Им ведомо вечное, необходимое, законное, и они силятся составить себе нерушимые понятия, которые не только не развалятся от созерцания бренного, а скорее найдут в нем опору. Но поскольку в таких людях и впрямь есть нечто сверхчеловеческое, то другие видят в них выродков, безбожных и бездушных, и уж не знают, какие им присочинить рога и когти.
Мое доверие к Спинозе зиждилось на том умиротворяющем воздействии, которое он на меня оказывал, и лишь упрочилось, когда я узнал, что и моих почтенных мистиков обвиняют в спинозианстве, что даже Лейбниц не избег этого упрека, а Бургаве, заподозренный в подобных убеждениях, вынужден был забросить богословие и заняться медициной.
Но пусть читатель не думает, что я мог бы поставить свое имя под сочинениями Спинозы и безоговорочно принять все им высказанное. Мне уже давно уяснилось, что ни один человек до конца не понимает другого, что одни и те же слова люди воспринимают различно, что беседы или книги в разных людях пробуждают разное течение мысли.

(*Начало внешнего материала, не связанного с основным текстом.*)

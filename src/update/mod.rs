//! Release update checking and replacement.
//!
//! The running binary never rewrites itself. A newer release is downloaded
//! and staged inside the profile directory, its detached signature checked
//! against the embedded release key, and the staged binary is launched in
//! updater mode to rename itself over the installed one and relaunch it.

use crate::config;
use gtk4::prelude::*;
use libadwaita::prelude::*;
use ring::signature;
use soup::prelude::*;
use std::fs;
use std::path::{Path, PathBuf};
use std::process::Command;

#[derive(Debug)]
pub enum UpdateError {
    Fetch(String),
    Signature,
    Io(std::io::Error),
}

impl std::fmt::Display for UpdateError {
    fn fmt(&self, f: &mut std::fmt::Formatter<'_>) -> std::fmt::Result {
        match self {
            UpdateError::Fetch(msg) => write!(f, "Fetch error: {}", msg),
            UpdateError::Signature => write!(f, "Signature verification failed"),
            UpdateError::Io(e) => write!(f, "IO error: {}", e),
        }
    }
}

impl std::error::Error for UpdateError {}

impl From<std::io::Error> for UpdateError {
    fn from(e: std::io::Error) -> Self {
        UpdateError::Io(e)
    }
}

/// Check the published version string and, with the user's consent, stage
/// a verified replacement binary. Returns the staged path, or `None` when
/// there is nothing to do.
pub async fn check_and_stage(
    window: &libadwaita::ApplicationWindow,
    updates_dir: &Path,
) -> Result<Option<PathBuf>, UpdateError> {
    let session = soup::Session::new();
    session.set_timeout(config::UPDATE_TIMEOUT_SECS);

    let remote = fetch_text(&session, config::UPDATE_VERSION_URL).await?;
    let version = match update_available(&remote, config::APP_VERSION) {
        Some(v) => v.to_string(),
        None => {
            log::debug!("No update available (running {})", config::APP_VERSION);
            return Ok(None);
        }
    };

    log::info!("Update available: {} -> {}", config::APP_VERSION, version);

    if !confirm_update(window, &version).await {
        log::info!("Update to {} declined", version);
        return Ok(None);
    }

    let asset_url = format!(
        "{}/v{}/{}",
        config::UPDATE_RELEASE_URL_BASE,
        version,
        config::UPDATE_RELEASE_ASSET
    );
    let signature_url = format!("{}.sig", asset_url);

    let payload = fetch_bytes(&session, &asset_url).await?;
    let detached = fetch_bytes(&session, &signature_url).await?;
    verify_release(&payload, &detached, &config::RELEASE_PUBLIC_KEY)?;

    let staged = stage_release(updates_dir, &version, &payload)?;
    log::info!("Release {} staged at {:?}", version, staged);
    Ok(Some(staged))
}

/// Hand control to a staged binary. It replaces the installed executable
/// and relaunches it with the arguments forwarded here.
pub fn launch_staged(staged: &Path) -> Result<(), UpdateError> {
    let current = std::env::current_exe()?;

    let mut command = Command::new(staged);
    command.arg("--apply-update").arg(&current);
    command.args(std::env::args().skip(1));
    command.spawn()?;

    log::info!("Updater launched from {:?}", staged);
    Ok(())
}

/// Updater mode: the staged binary copies itself over `target` and
/// relaunches it. The rename keeps any instance still executing the old
/// inode alive.
pub fn apply_update(target: &Path, forwarded_args: &[String]) -> Result<(), UpdateError> {
    let staged = std::env::current_exe()?;
    log::info!("Applying update: {:?} -> {:?}", staged, target);

    // Written next to the target so the final rename stays on one filesystem
    let replacement = target.with_extension("new");
    fs::copy(&staged, &replacement)?;
    make_executable(&replacement)?;
    fs::rename(&replacement, target)?;

    log::info!("Relaunching {:?}", target);
    Command::new(target).args(forwarded_args).spawn()?;
    Ok(())
}

/// A published version counts as an update when it is non-empty and
/// differs from the running one
pub fn update_available<'a>(remote: &'a str, current: &str) -> Option<&'a str> {
    let remote = remote.trim();
    if remote.is_empty() || remote == current {
        None
    } else {
        Some(remote)
    }
}

/// Check a release payload against its detached Ed25519 signature
pub fn verify_release(
    payload: &[u8],
    detached: &[u8],
    public_key: &[u8],
) -> Result<(), UpdateError> {
    let key = signature::UnparsedPublicKey::new(&signature::ED25519, public_key);
    key.verify(payload, detached)
        .map_err(|_| UpdateError::Signature)
}

async fn confirm_update(window: &libadwaita::ApplicationWindow, version: &str) -> bool {
    let dialog = libadwaita::AlertDialog::new(
        Some("Update Available"),
        Some(&format!(
            "Version {} is ready to install. The browser will restart.",
            version
        )),
    );
    dialog.add_response("cancel", "Not Now");
    dialog.add_response("update", "Update");
    dialog.set_response_appearance("update", libadwaita::ResponseAppearance::Suggested);
    dialog.set_default_response(Some("update"));
    dialog.set_close_response("cancel");

    dialog.choose_future(window).await == "update"
}

/// Fetch a URL as text using soup
async fn fetch_text(session: &soup::Session, url: &str) -> Result<String, UpdateError> {
    let bytes = fetch_bytes(session, url).await?;
    String::from_utf8(bytes).map_err(|e| UpdateError::Fetch(format!("Invalid UTF-8: {}", e)))
}

/// Fetch a URL as raw bytes using soup
async fn fetch_bytes(session: &soup::Session, url: &str) -> Result<Vec<u8>, UpdateError> {
    let message = soup::Message::new("GET", url)
        .map_err(|e| UpdateError::Fetch(format!("Invalid URL: {}", e)))?;

    let bytes = session
        .send_and_read_future(&message, soup::glib::Priority::DEFAULT)
        .await
        .map_err(|e| UpdateError::Fetch(format!("Request failed: {}", e)))?;

    let status = message.status();
    if status != soup::Status::Ok {
        return Err(UpdateError::Fetch(format!("HTTP error: {:?}", status)));
    }

    Ok(bytes.to_vec())
}

/// Write a verified payload into the updates directory, ready to run
fn stage_release(updates_dir: &Path, version: &str, payload: &[u8]) -> Result<PathBuf, UpdateError> {
    fs::create_dir_all(updates_dir)?;

    let staged = updates_dir.join(format!("{}-{}", config::UPDATE_RELEASE_ASSET, version));
    fs::write(&staged, payload)?;
    make_executable(&staged)?;
    Ok(staged)
}

#[cfg(unix)]
fn make_executable(path: &Path) -> std::io::Result<()> {
    use std::os::unix::fs::PermissionsExt;
    fs::set_permissions(path, fs::Permissions::from_mode(0o755))
}

#[cfg(not(unix))]
fn make_executable(_path: &Path) -> std::io::Result<()> {
    Ok(())
}

#[cfg(test)]
mod tests {
    use super::*;
    use ring::signature::KeyPair;

    fn test_key_pair() -> signature::Ed25519KeyPair {
        let rng = ring::rand::SystemRandom::new();
        let pkcs8 = signature::Ed25519KeyPair::generate_pkcs8(&rng).unwrap();
        signature::Ed25519KeyPair::from_pkcs8(pkcs8.as_ref()).unwrap()
    }

    #[test]
    fn test_newer_version_is_an_update() {
        assert_eq!(update_available("0.3.0", "0.2.0"), Some("0.3.0"));
    }

    #[test]
    fn test_same_version_is_not_an_update() {
        assert_eq!(update_available("0.2.0", "0.2.0"), None);
    }

    #[test]
    fn test_version_string_is_trimmed() {
        assert_eq!(update_available("0.2.0\n", "0.2.0"), None);
        assert_eq!(update_available("  0.3.0\n", "0.2.0"), Some("0.3.0"));
    }

    #[test]
    fn test_empty_version_is_skipped() {
        assert_eq!(update_available("", "0.2.0"), None);
        assert_eq!(update_available("  \n", "0.2.0"), None);
    }

    #[test]
    fn test_verify_accepts_valid_signature() {
        let key_pair = test_key_pair();
        let payload = b"release payload";
        let sig = key_pair.sign(payload);

        let result = verify_release(payload, sig.as_ref(), key_pair.public_key().as_ref());
        assert!(result.is_ok());
    }

    #[test]
    fn test_verify_rejects_tampered_payload() {
        let key_pair = test_key_pair();
        let sig = key_pair.sign(b"release payload");

        let result = verify_release(b"release payloaD", sig.as_ref(), key_pair.public_key().as_ref());
        assert!(matches!(result, Err(UpdateError::Signature)));
    }

    #[test]
    fn test_verify_rejects_wrong_key() {
        let signer = test_key_pair();
        let other = test_key_pair();
        let payload = b"release payload";
        let sig = signer.sign(payload);

        let result = verify_release(payload, sig.as_ref(), other.public_key().as_ref());
        assert!(matches!(result, Err(UpdateError::Signature)));
    }

    #[test]
    fn test_verify_rejects_truncated_signature() {
        let key_pair = test_key_pair();
        let payload = b"release payload";
        let sig = key_pair.sign(payload);

        let truncated = &sig.as_ref()[..sig.as_ref().len() - 1];
        let result = verify_release(payload, truncated, key_pair.public_key().as_ref());
        assert!(matches!(result, Err(UpdateError::Signature)));
    }

    #[test]
    fn test_stage_release_writes_runnable_file() {
        let dir = std::env::temp_dir().join(format!("vireo-stage-{}", std::process::id()));
        let payload = b"#!/bin/sh\nexit 0\n";

        let staged = stage_release(&dir, "9.9.9", payload).unwrap();
        assert!(staged.ends_with("vireo-x86_64-9.9.9"));
        assert_eq!(fs::read(&staged).unwrap(), payload);

        #[cfg(unix)]
        {
            use std::os::unix::fs::PermissionsExt;
            let mode = fs::metadata(&staged).unwrap().permissions().mode();
            assert_ne!(mode & 0o111, 0);
        }

        fs::remove_dir_all(&dir).unwrap();
    }
}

Надеюсь, автору «Вертера» и «Фауста» поверят, что он, достаточно глубоко прочувствовав такое непонимание, не был настолько самонадеян, чтобы претендовать на полное понимание человека, бывшего учеником Декарта и благодаря математической и древней раввинской культуре поднявшегося на вершину мышления, которая и доныне является целью всех спекулятивных устремлений.
О том, что́ я усвоил из Спинозы, достаточно ясно свидетельствовала бы сцена посещения его Вечным Жидом; она представлялась мне весьма ценным ингредиентом моей поэмы, я ее придумал, но не записал. Мне так нравился мой замысел, он так долго занимал меня в тиши, что я никак не мог решиться хоть что-то из него записать. Таким образом, эта находка, которая, обернись она мимолетной шуткой, не лишена была бы известных достоинств, не в меру разрослась, утратила свое обаяние, и я выбросил ее из головы, как нечто вполне ненужное. Но так как главное, в чем я соприкасался со Спинозой, навсегда памятно мне, ибо это повлияло на всю мою дальнейшую жизнь, я постараюсь здесь как можно короче и убедительнее об этом рассказать.
Природа действует согласно вечным, необходимым и до того божественным законам, что даже бог, казалось бы, ничего не может изменить в них. С этим, сами того не сознавая, согласны все люди. Трудно себе представить, в какое изумление, более того — ужас, повергло бы нас явление природы, свершающееся по воле разума, рассудка или хотя бы произвола.
Когда в животных проявляется нечто вроде разума, мы долго не можем прийти в себя от удивления. Как ни близко стоят они к нам, все же, сосланные в царство необходимости, они отделены от нас бездонной пропастью. Посему не следует упрекать некоторых мыслителей за то, что они бесконечно искусную, но строго ограниченную технику этих существ считали чисто механической.